- [Source material]
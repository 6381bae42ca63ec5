//! Domain error taxonomy.
//!
//! Every variant maps to a stable wire code carried in the uniform
//! `{success:false, error}` envelope. Protocol/state-machine
//! violations are recovered into these values locally; they never
//! tear down a session or the process.

use protocol::ProtocolError;
use protocol::messages::ErrorReply;
use thiserror::Error;

#[derive(Debug, Error)]
pub enum GameError {
    #[error("player has no live connection")]
    NotConnected,

    #[error("player is already queued")]
    AlreadyQueued,

    #[error("player is not in the queue")]
    NotInQueue,

    #[error("the queue is full")]
    QueueFull,

    #[error("match proposal not found")]
    MatchNotFound,

    #[error("match proposal already responded to")]
    MatchAlreadyResponded,

    #[error("match proposal expired")]
    MatchExpired,

    #[error("player is not part of this game")]
    PlayerNotInGame,

    #[error("game not found")]
    GameNotFound,

    #[error("game is already completed")]
    GameAlreadyCompleted,

    #[error("the countdown has not finished")]
    CountdownActive,

    #[error("invalid command: {0}")]
    InvalidCommand(#[from] ProtocolError),
}

impl GameError {
    /// Stable machine-readable code for the error envelope.
    pub fn code(&self) -> &'static str {
        match self {
            Self::NotConnected => "not_connected",
            Self::AlreadyQueued => "already_queued",
            Self::NotInQueue => "not_in_queue",
            Self::QueueFull => "queue_full",
            Self::MatchNotFound => "match_not_found",
            Self::MatchAlreadyResponded => "match_already_responded",
            Self::MatchExpired => "match_expired",
            Self::PlayerNotInGame => "player_not_in_game",
            Self::GameNotFound => "game_not_found",
            Self::GameAlreadyCompleted => "game_already_completed",
            Self::CountdownActive => "countdown_active",
            Self::InvalidCommand(_) => "invalid_command",
        }
    }

    /// Build the wire envelope for this error.
    pub fn reply(&self) -> ErrorReply {
        match self {
            Self::CountdownActive => ErrorReply::countdown_active(self.code()),
            _ => ErrorReply::new(self.code()),
        }
    }
}
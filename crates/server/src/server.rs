//! WebSocket transport.
//!
//! One task per connection. The first frame must be an `identify`
//! message; after that the loop multiplexes inbound frames, the
//! player's outbound queue and the shutdown signal. Moves are handled
//! inline on the read path, so one player's moves reach the engine in
//! the order the transport delivered them.

use crate::config::Config;
use crate::engine::Engine;
use crate::hub::{ClientHub, OUTBOUND_QUEUE};
use crate::store::{JsonlMatchStore, TextLibrary};
use futures_util::{SinkExt, StreamExt};
use protocol::PlayerId;
use protocol::messages::{ClientMessage, ErrorReply, ServerMessage};
use std::collections::HashMap;
use std::net::{IpAddr, SocketAddr};
use std::path::Path;
use std::sync::Arc;
use std::time::Duration;
use tokio::net::{TcpListener, TcpStream};
use tokio::sync::{Mutex, mpsc, watch};
use tokio::time::timeout;
use tokio_tungstenite::{WebSocketStream, accept_async, tungstenite::Message};
use tracing::{error, info, warn};

/// How long a fresh connection gets to send its identify frame.
const IDENTIFY_TIMEOUT: Duration = Duration::from_secs(10);

/// Connection tracking state (shared across connection handlers).
struct ConnectionState {
    ip_connections: HashMap<IpAddr, usize>,
    total_connections: usize,
}

impl ConnectionState {
    fn new() -> Self {
        Self {
            ip_connections: HashMap::new(),
            total_connections: 0,
        }
    }

    /// Try to add a connection, returns true if allowed.
    fn try_add_connection(&mut self, ip: IpAddr, max_total: usize, max_per_ip: usize) -> bool {
        if self.total_connections >= max_total {
            return false;
        }
        let current = self.ip_connections.get(&ip).copied().unwrap_or(0);
        if current >= max_per_ip {
            return false;
        }
        *self.ip_connections.entry(ip).or_insert(0) += 1;
        self.total_connections += 1;
        true
    }

    fn remove_connection(&mut self, ip: IpAddr) {
        if let Some(count) = self.ip_connections.get_mut(&ip) {
            if *count > 0 {
                *count -= 1;
                self.total_connections = self.total_connections.saturating_sub(1);
            }
            if *count == 0 {
                self.ip_connections.remove(&ip);
            }
        }
    }
}

/// Run the session server until the shutdown signal flips.
pub async fn run(config: Config) -> anyhow::Result<()> {
    let addr: SocketAddr = format!("{}:{}", config.server.bind, config.server.port).parse()?;
    let listener = TcpListener::bind(&addr).await?;
    info!("Listening on ws://{}", addr);

    let hub = Arc::new(ClientHub::new(
        config.broadcast.write_timeout(),
        config.broadcast.fanout_timeout(),
    ));
    let store = Arc::new(JsonlMatchStore::new(&config.text.results_path));
    let texts = TextLibrary::load(Path::new(&config.text.dir));

    let max_connections = config.server.max_connections;
    let ip_limit = config.server.ip_limit;

    let engine = Arc::new(Engine::new(config, Arc::clone(&hub), store, texts));

    let (shutdown_tx, shutdown_rx) = watch::channel(false);
    engine.spawn_tickers(shutdown_rx.clone());
    tokio::spawn(async move {
        if tokio::signal::ctrl_c().await.is_ok() {
            info!("Shutdown signal received");
            let _ = shutdown_tx.send(true);
        }
    });

    let conn_state = Arc::new(Mutex::new(ConnectionState::new()));
    let mut shutdown = shutdown_rx.clone();

    loop {
        let (stream, addr) = tokio::select! {
            accepted = listener.accept() => accepted?,
            _ = shutdown.changed() => {
                info!("Accept loop stopped");
                return Ok(());
            }
        };
        let ip = addr.ip();

        {
            let mut state = conn_state.lock().await;
            if !state.try_add_connection(ip, max_connections, ip_limit) {
                warn!("Connection rejected (limit reached): {}", addr);
                continue;
            }
        }

        let engine = Arc::clone(&engine);
        let hub = Arc::clone(&hub);
        let conn_state = Arc::clone(&conn_state);
        let shutdown = shutdown_rx.clone();

        tokio::spawn(async move {
            let result = handle_connection(stream, addr, engine, hub, shutdown).await;
            conn_state.lock().await.remove_connection(ip);
            if let Err(e) = result {
                error!("Connection error from {}: {}", addr, e);
            }
        });
    }
}

type WsSink = futures_util::stream::SplitSink<WebSocketStream<TcpStream>, Message>;

async fn send_json(write: &mut WsSink, message: &ServerMessage) -> anyhow::Result<()> {
    let json = serde_json::to_string(message)?;
    write.send(Message::Text(json.into())).await?;
    Ok(())
}

/// Handle a single WebSocket connection.
async fn handle_connection(
    stream: TcpStream,
    addr: SocketAddr,
    engine: Arc<Engine>,
    hub: Arc<ClientHub>,
    mut shutdown: watch::Receiver<bool>,
) -> anyhow::Result<()> {
    let ws_stream = accept_async(stream).await?;
    info!("New connection from {}", addr);

    let (mut write, mut read) = ws_stream.split();

    // Identify phase: the first frame names the player or the
    // connection is dropped.
    let first = match timeout(IDENTIFY_TIMEOUT, read.next()).await {
        Ok(Some(Ok(Message::Text(text)))) => text,
        Ok(Some(Ok(_))) | Ok(None) | Err(_) => {
            warn!("Connection from {} never identified", addr);
            return Ok(());
        }
        Ok(Some(Err(e))) => return Err(e.into()),
    };
    let (player_id, display_name) = match serde_json::from_str::<ClientMessage>(&first) {
        Ok(ClientMessage::Identify {
            player_id,
            display_name,
        }) => (player_id, display_name),
        _ => {
            send_json(
                &mut write,
                &ServerMessage::Error(ErrorReply::new("identify_required")),
            )
            .await?;
            return Ok(());
        }
    };

    let (tx, mut rx) = mpsc::channel::<ServerMessage>(OUTBOUND_QUEUE);
    if !hub.register(&player_id, &display_name, tx) {
        warn!("Duplicate connection for player {} from {}", player_id, addr);
        send_json(
            &mut write,
            &ServerMessage::Error(ErrorReply::new("already_connected")),
        )
        .await?;
        return Ok(());
    }
    info!("Player {} identified from {}", player_id, addr);

    let ack = ServerMessage::Identified {
        player_id: player_id.clone(),
    };
    let result = match send_json(&mut write, &ack).await {
        Ok(()) => {
            connection_loop(&mut write, &mut read, &mut rx, &mut shutdown, &engine, &player_id)
                .await
        }
        Err(e) => Err(e),
    };

    // Cleanup runs for every exit path: hub slot, queue/proposal
    // membership, running session.
    engine.handle_disconnect(&player_id).await;
    result
}

async fn connection_loop(
    write: &mut WsSink,
    read: &mut futures_util::stream::SplitStream<WebSocketStream<TcpStream>>,
    rx: &mut mpsc::Receiver<ServerMessage>,
    shutdown: &mut watch::Receiver<bool>,
    engine: &Arc<Engine>,
    player_id: &PlayerId,
) -> anyhow::Result<()> {
    loop {
        tokio::select! {
            msg = read.next() => {
                match msg {
                    Some(Ok(Message::Text(text))) => {
                        match serde_json::from_str::<ClientMessage>(&text) {
                            Ok(message) => {
                                if let Err(e) = engine.handle_message(player_id, message).await {
                                    send_json(write, &ServerMessage::Error(e.reply())).await?;
                                }
                            }
                            Err(e) => {
                                warn!("Malformed message from {}: {}", player_id, e);
                                send_json(
                                    write,
                                    &ServerMessage::Error(ErrorReply::new("malformed_message")),
                                )
                                .await?;
                            }
                        }
                    }
                    Some(Ok(Message::Close(_))) => {
                        info!("Player {} closed the connection", player_id);
                        return Ok(());
                    }
                    Some(Err(e)) => {
                        warn!("WebSocket error from {}: {}", player_id, e);
                        return Ok(());
                    }
                    None => return Ok(()),
                    _ => {}
                }
            }
            outbound = rx.recv() => {
                match outbound {
                    Some(message) => send_json(write, &message).await?,
                    None => return Ok(()),
                }
            }
            _ = shutdown.changed() => {
                let _ = write.send(Message::Close(None)).await;
                return Ok(());
            }
        }
    }
}

#[cfg(test)]
mod tests {
    use super::*;

    #[test]
    fn test_connection_limits() {
        let mut state = ConnectionState::new();
        let ip1: IpAddr = "10.0.0.1".parse().unwrap();
        let ip2: IpAddr = "10.0.0.2".parse().unwrap();

        assert!(state.try_add_connection(ip1, 3, 2));
        assert!(state.try_add_connection(ip1, 3, 2));
        // Per-IP cap.
        assert!(!state.try_add_connection(ip1, 3, 2));
        assert!(state.try_add_connection(ip2, 3, 2));
        // Total cap.
        assert!(!state.try_add_connection(ip2, 3, 2));

        state.remove_connection(ip1);
        assert!(state.try_add_connection(ip2, 3, 2));
        assert_eq!(state.total_connections, 3);

        // Removing an unknown IP is harmless.
        state.remove_connection("10.9.9.9".parse().unwrap());
        assert_eq!(state.total_connections, 3);
    }
}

- [Task] Every line of the data that includes the word "clone" should be copied.

- [Finished task]
    let engine = Arc::new(Engine::new(config, Arc::clone(&hub), store, texts));
    engine.spawn_tickers(shutdown_rx.clone());
    let mut shutdown = shutdown_rx.clone();
        let engine = Arc::clone(&engine);
        let hub = Arc::clone(&hub);
        let conn_state = Arc::clone(&conn_state);
        let shutdown = shutdown_rx.clone();
        player_id: player_id.clone(),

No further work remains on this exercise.